Append the status of the EMR release if it’s experimental or deprecated.

class atmo.clusters.forms.ExtendClusterForm(*args, **kwargs)[source]
class atmo.clusters.forms.NewClusterForm(*args, **kwargs)[source]

A form used for creating new clusters.

Parameters:
  • identifier (RegexField) – A unique identifier for your cluster, visible in the AWS management console. (Lowercase, use hyphens instead of spaces.)
  • size (IntegerField) – Number of workers to use in the cluster, between 1 and 30. For testing or development 1 is recommended.
  • lifetime (IntegerField) – Lifetime in hours after which the cluster is automatically terminated, between 2 and 24.
  • ssh_key (ModelChoiceField) – Ssh key
  • emr_release (EMRReleaseChoiceField) – Different AWS EMR versions have different versions of software like Hadoop, Spark, etc. See what’s new in each.

atmo.clusters.models

class atmo.clusters.models.Cluster(id, created_at, modified_at, created_by, emr_release, identifier, size, lifetime, lifetime_extension_count, ssh_key, expires_at, started_at, ready_at, finished_at, jobflow_id, most_recent_status, master_address, expiration_mail_sent)[source]
Parameters:
  • id (AutoField) – Id
  • created_at (DateTimeField) – Created at
  • modified_at (DateTimeField) – Modified at
  • created_by_id (ForeignKey to User) – User that created the instance.
  • emr_release_id (ForeignKey to EMRRelease) – Different AWS EMR versions have different versions of software like Hadoop, Spark, etc. See what’s new in each.
  • identifier (CharField) – Cluster name, used to non-uniqely identify individual clusters.
  • size (IntegerField) – Number of computers used in the cluster.
  • lifetime (PositiveSmallIntegerField) – Lifetime of the cluster after which it’s automatically terminated, in hours.
  • lifetime_extension_count (PositiveSmallIntegerField) – Number of lifetime extensions.
  • ssh_key_id (ForeignKey to SSHKey) – SSH key to use when launching the cluster.
  • expires_at (DateTimeField) – Date/time that the cluster will expire and automatically be deleted.
  • started_at (DateTimeField) – Date/time when the cluster was started on AWS EMR.
  • ready_at (DateTimeField) – Date/time when the cluster was ready to run steps on AWS EMR.
  • finished_at (DateTimeField) – Date/time when the cluster was terminated or failed on AWS EMR.
  • jobflow_id (CharField) – AWS cluster/jobflow ID for the cluster, used for cluster management.
  • most_recent_status (CharField) – Most recently retrieved AWS status for the cluster.
  • master_address (CharField) – Public address of the master node.This is only available once the cluster has bootstrapped
  • expiration_mail_sent (BooleanField) – Whether the expiration mail were sent.
exception DoesNotExist
exception MultipleObjectsReturned
deactivate()[source]

Shutdown the cluster and update its status accordingly

extend(hours)[source]

Extend the cluster lifetime by the given number of hours.

info

Returns the provisioning information for the cluster.

is_active

Returns whether the cluster is active or not.

is_expiring_soon

Returns whether the cluster is expiring in the next hour.

is_failed

Returns whether the cluster has failed or not.

is_ready

Returns whether the cluster is ready or not.

is_terminated

Returns whether the cluster is terminated or not.

is_terminating

Returns whether the cluster is terminating or not.
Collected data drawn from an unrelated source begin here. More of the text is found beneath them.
#[cfg(test)]
mod tests {
    use super::*;
    use crate::embedding::{EmbedError, Embedding};
    use crate::mdx;
    use crate::models::{DocumentDescriptor, ParsedDocument, StoredPage, StoredSection};
    use crate::store::InMemoryStore;
    use async_trait::async_trait;
    use std::path::PathBuf;
    use std::sync::atomic::{AtomicUsize, Ordering};
    use std::sync::Mutex;

    /// Embeds by text length; fails for inputs containing the `fail_on` marker.
    #[derive(Default)]
    struct FakeEmbedder {
        calls: AtomicUsize,
        fail_on: Mutex<Option<String>>,
    }

    impl FakeEmbedder {
        fn failing_on(marker: &str) -> Self {
            let embedder = Self::default();
            *embedder.fail_on.lock().unwrap() = Some(marker.to_string());
            embedder
        }

        fn calls(&self) -> usize {
            self.calls.load(Ordering::SeqCst)
        }
    }

    #[async_trait]
    impl Embedder for FakeEmbedder {
        fn model_name(&self) -> &str {
            "fake"
        }

        async fn embed(&self, text: &str) -> Result<Embedding, EmbedError> {
            self.calls.fetch_add(1, Ordering::SeqCst);
            if let Some(marker) = self.fail_on.lock().unwrap().as_deref() {
                if text.contains(marker) {
                    return Err(EmbedError::Status {
                        status: 500,
                        body: "boom".to_string(),
                    });
                }
            }
            Ok(Embedding {
                vector: vec![text.len() as f32, 1.0],
                token_count: text.split_whitespace().count() as i64,
            })
        }
    }

    struct StaticSource {
        descriptor: DocumentDescriptor,
        content: String,
    }

    #[async_trait]
    impl EmbeddingSource for StaticSource {
        fn descriptor(&self) -> &DocumentDescriptor {
            &self.descriptor
        }

        fn page_type(&self) -> &str {
            "markdown"
        }

        async fn load(&self) -> Result<ParsedDocument> {
            Ok(mdx::process_mdx(&self.content))
        }
    }

    fn doc(path: &str, parent: Option<&str>, content: &str) -> Box<dyn EmbeddingSource> {
        Box::new(StaticSource {
            descriptor: DocumentDescriptor {
                path: path.to_string(),
                parent_path: parent.map(str::to_string),
                source: "guide".to_string(),
                file_path: PathBuf::from(format!("{}.mdx", path)),
            },
            content: content.to_string(),
        })
    }

    async fn run(
        store: &InMemoryStore,
        embedder: &FakeEmbedder,
        sources: &[Box<dyn EmbeddingSource>],
    ) -> SyncReport {
        sync_sources(store, embedder, sources, SyncOptions::default()).await
    }

    async fn snapshot(store: &InMemoryStore) -> Vec<(StoredPage, Vec<StoredSection>)> {
        let mut out = Vec::new();
        for page in store.list_pages().await.unwrap() {
            let sections = store.sections(page.id).await.unwrap();
            out.push((page, sections));
        }
        out
    }

    async fn page(store: &InMemoryStore, path: &str) -> StoredPage {
        store.find_page(path).await.unwrap().unwrap()
    }

    const GUIDE: &str = "# Guides\nStart here.\n";
    const INTRO: &str = "# A\ntext1\n## B\ntext2\n";

    #[tokio::test]
    async fn test_first_run_creates_pages_and_sections() {
        let store = InMemoryStore::new();
        let embedder = FakeEmbedder::default();
        let sources = vec![
            doc("guides", None, GUIDE),
            doc("guides/intro", Some("guides"), INTRO),
        ];

        let report = run(&store, &embedder, &sources).await;
        assert_eq!(report.discovered, 2);
        assert_eq!(report.created, 2);
        assert!(report.failed.is_empty());
        assert_eq!(report.sections_written, 3);
        assert_eq!(embedder.calls(), 3);
        assert!(report.tokens_used > 0);

        let guides = page(&store, "guides").await;
        let intro = page(&store, "guides/intro").await;
        assert_eq!(intro.parent_page_id, Some(guides.id));
        assert_eq!(intro.checksum, Some(mdx::checksum(INTRO)));
        assert_eq!(intro.page_type.as_deref(), Some("markdown"));
        assert_eq!(intro.source.as_deref(), Some("guide"));

        let sections = store.sections(intro.id).await.unwrap();
        let headings: Vec<_> = sections.iter().map(|s| s.heading.as_deref()).collect();
        assert_eq!(headings, vec![Some("A"), Some("B")]);
        assert!(sections[0].content.contains("text1"));
        assert!(sections[1].content.contains("text2"));
    }

    #[tokio::test]
    async fn test_second_run_is_idempotent_and_makes_no_embedding_calls() {
        let store = InMemoryStore::new();
        let embedder = FakeEmbedder::default();
        let sources = vec![
            doc("guides", None, GUIDE),
            doc("guides/intro", Some("guides"), INTRO),
        ];

        run(&store, &embedder, &sources).await;
        let before = snapshot(&store).await;
        let calls = embedder.calls();

        let report = run(&store, &embedder, &sources).await;
        assert_eq!(report.unchanged, 2);
        assert_eq!(report.created + report.regenerated + report.relinked, 0);
        assert_eq!(report.sections_written, 0);
        assert_eq!(embedder.calls(), calls);
        assert_eq!(snapshot(&store).await, before);
    }

    #[tokio::test]
    async fn test_changed_document_replaces_all_sections() {
        let store = InMemoryStore::new();
        let embedder = FakeEmbedder::default();
        run(&store, &embedder, &[doc("intro", None, INTRO)]).await;
        let old_ids: Vec<i64> = store
            .sections(page(&store, "intro").await.id)
            .await
            .unwrap()
            .iter()
            .map(|s| s.id)
            .collect();

        let updated = "# Only\nOne section now.\n";
        let report = run(&store, &embedder, &[doc("intro", None, updated)]).await;
        assert_eq!(report.regenerated, 1);

        let intro = page(&store, "intro").await;
        assert_eq!(intro.checksum, Some(mdx::checksum(updated)));
        let sections = store.sections(intro.id).await.unwrap();
        let expected = mdx::process_mdx(updated).sections;
        assert_eq!(sections.len(), expected.len());
        assert_eq!(sections[0].content, expected[0].content);
        assert_eq!(sections[0].slug.as_deref(), Some("only"));
        assert!(sections.iter().all(|s| !old_ids.contains(&s.id)));
    }

    #[tokio::test]
    async fn test_embedding_failure_leaves_null_checksum_then_retries() {
        let store = InMemoryStore::new();
        let ok = FakeEmbedder::default();
        run(&store, &ok, &[doc("intro", None, INTRO)]).await;

        let changed = "# One\nfine\n## Two\nFAIL here\n## Three\nnever reached\n";
        let failing = FakeEmbedder::failing_on("FAIL");
        let report = run(&store, &failing, &[doc("intro", None, changed)]).await;

        assert_eq!(report.failed.len(), 1);
        assert_eq!(report.failed[0].path, "intro");
        assert!(report.failed[0].error.contains("500"));
        assert_eq!(failing.calls(), 2);

        let intro = page(&store, "intro").await;
        assert_eq!(intro.checksum, None);
        assert_eq!(store.sections(intro.id).await.unwrap().len(), 1);

        // Same content, healthy service: the null checksum forces a full regeneration.
        let report = run(&store, &ok, &[doc("intro", None, changed)]).await;
        assert_eq!(report.regenerated, 1);
        let intro = page(&store, "intro").await;
        assert_eq!(intro.checksum, Some(mdx::checksum(changed)));
        let headings: Vec<_> = store
            .sections(intro.id)
            .await
            .unwrap()
            .into_iter()
            .map(|s| s.heading)
            .collect();
        assert_eq!(
            headings,
            vec![
                Some("One".to_string()),
                Some("Two".to_string()),
                Some("Three".to_string())
            ]
        );
    }

    #[tokio::test]
    async fn test_failure_does_not_stop_later_documents() {
        let store = InMemoryStore::new();
        let embedder = FakeEmbedder::failing_on("FAIL");
        let sources = vec![
            doc("a", None, "# A\nFAIL\n"),
            doc("b", None, "# B\nfine\n"),
        ];

        let report = run(&store, &embedder, &sources).await;
        assert_eq!(report.failed.len(), 1);
        assert_eq!(report.created, 1);
        assert_eq!(page(&store, "a").await.checksum, None);
        assert!(page(&store, "b").await.checksum.is_some());
    }

    #[tokio::test]
    async fn test_unchanged_document_is_relinked_to_late_parent() {
        let store = InMemoryStore::new();
        let embedder = FakeEmbedder::default();

        run(&store, &embedder, &[doc("guides/intro", Some("guides"), INTRO)]).await;
        assert_eq!(page(&store, "guides/intro").await.parent_page_id, None);
        let calls = embedder.calls();

        let report = run(
            &store,
            &embedder,
            &[
                doc("guides", None, GUIDE),
                doc("guides/intro", Some("guides"), INTRO),
            ],
        )
        .await;
        assert_eq!(report.created, 1);
        assert_eq!(report.relinked, 1);
        // Only the new parent's single section was embedded.
        assert_eq!(embedder.calls(), calls + 1);

        let guides = page(&store, "guides").await;
        assert_eq!(
            page(&store, "guides/intro").await.parent_page_id,
            Some(guides.id)
        );
    }

    #[tokio::test]
    async fn test_dry_run_classifies_without_writes() {
        let store = InMemoryStore::new();
        let embedder = FakeEmbedder::default();
        run(&store, &embedder, &[doc("a", None, "# A\none\n")]).await;
        let before = snapshot(&store).await;
        let calls = embedder.calls();

        let report = sync_sources(
            &store,
            &embedder,
            &[
                doc("a", None, "# A\nchanged\n"),
                doc("b", None, "# B\nnew\n"),
            ],
            SyncOptions { dry_run: true },
        )
        .await;

        assert_eq!(report.regenerated, 1);
        assert_eq!(report.created, 1);
        assert_eq!(report.sections_written, 0);
        assert_eq!(embedder.calls(), calls);
        assert_eq!(snapshot(&store).await, before);
    }

    #[tokio::test]
    async fn test_document_without_content_commits_empty_page() {
        let store = InMemoryStore::new();
        let embedder = FakeEmbedder::default();
        let content = "import { Callout } from './callout'\n\nexport const meta = { title: 'Empty' }\n";

        let report = run(&store, &embedder, &[doc("empty", None, content)]).await;
        assert_eq!(report.created, 1);
        assert_eq!(embedder.calls(), 0);

        let empty = page(&store, "empty").await;
        assert_eq!(empty.checksum, Some(mdx::checksum(content)));
        assert_eq!(empty.meta.unwrap()["title"], "Empty");
        assert!(store.sections(empty.id).await.unwrap().is_empty());
    }
}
save(*args, **kwargs)[source]

Insert the cluster into the database or update it if already present, spawning the cluster if it’s not already spawned.

sync(info=None)[source]

Should be called to update latest cluster status in self.most_recent_status.

class atmo.clusters.models.EMRRelease(created_at, modified_at, version, changelog_url, help_text, is_active, is_experimental, is_deprecated)[source]
Parameters:
  • created_at (DateTimeField) – Created at
  • modified_at (DateTimeField) – Modified at
  • version (CharField) – Version
  • changelog_url (TextField) – The URL of the changelog with details about the release.
  • help_text (TextField) – Optional help text to show for users when creating a cluster.
  • is_active (BooleanField) – Whether this version should be shown to the user at all.
  • is_experimental (BooleanField) – Whether this version should be shown to users as experimental.
  • is_deprecated (BooleanField) – Whether this version should be shown to users as deprecated.
exception DoesNotExist
exception MultipleObjectsReturned

atmo.clusters.provisioners

class atmo.clusters.provisioners.ClusterProvisioner[source]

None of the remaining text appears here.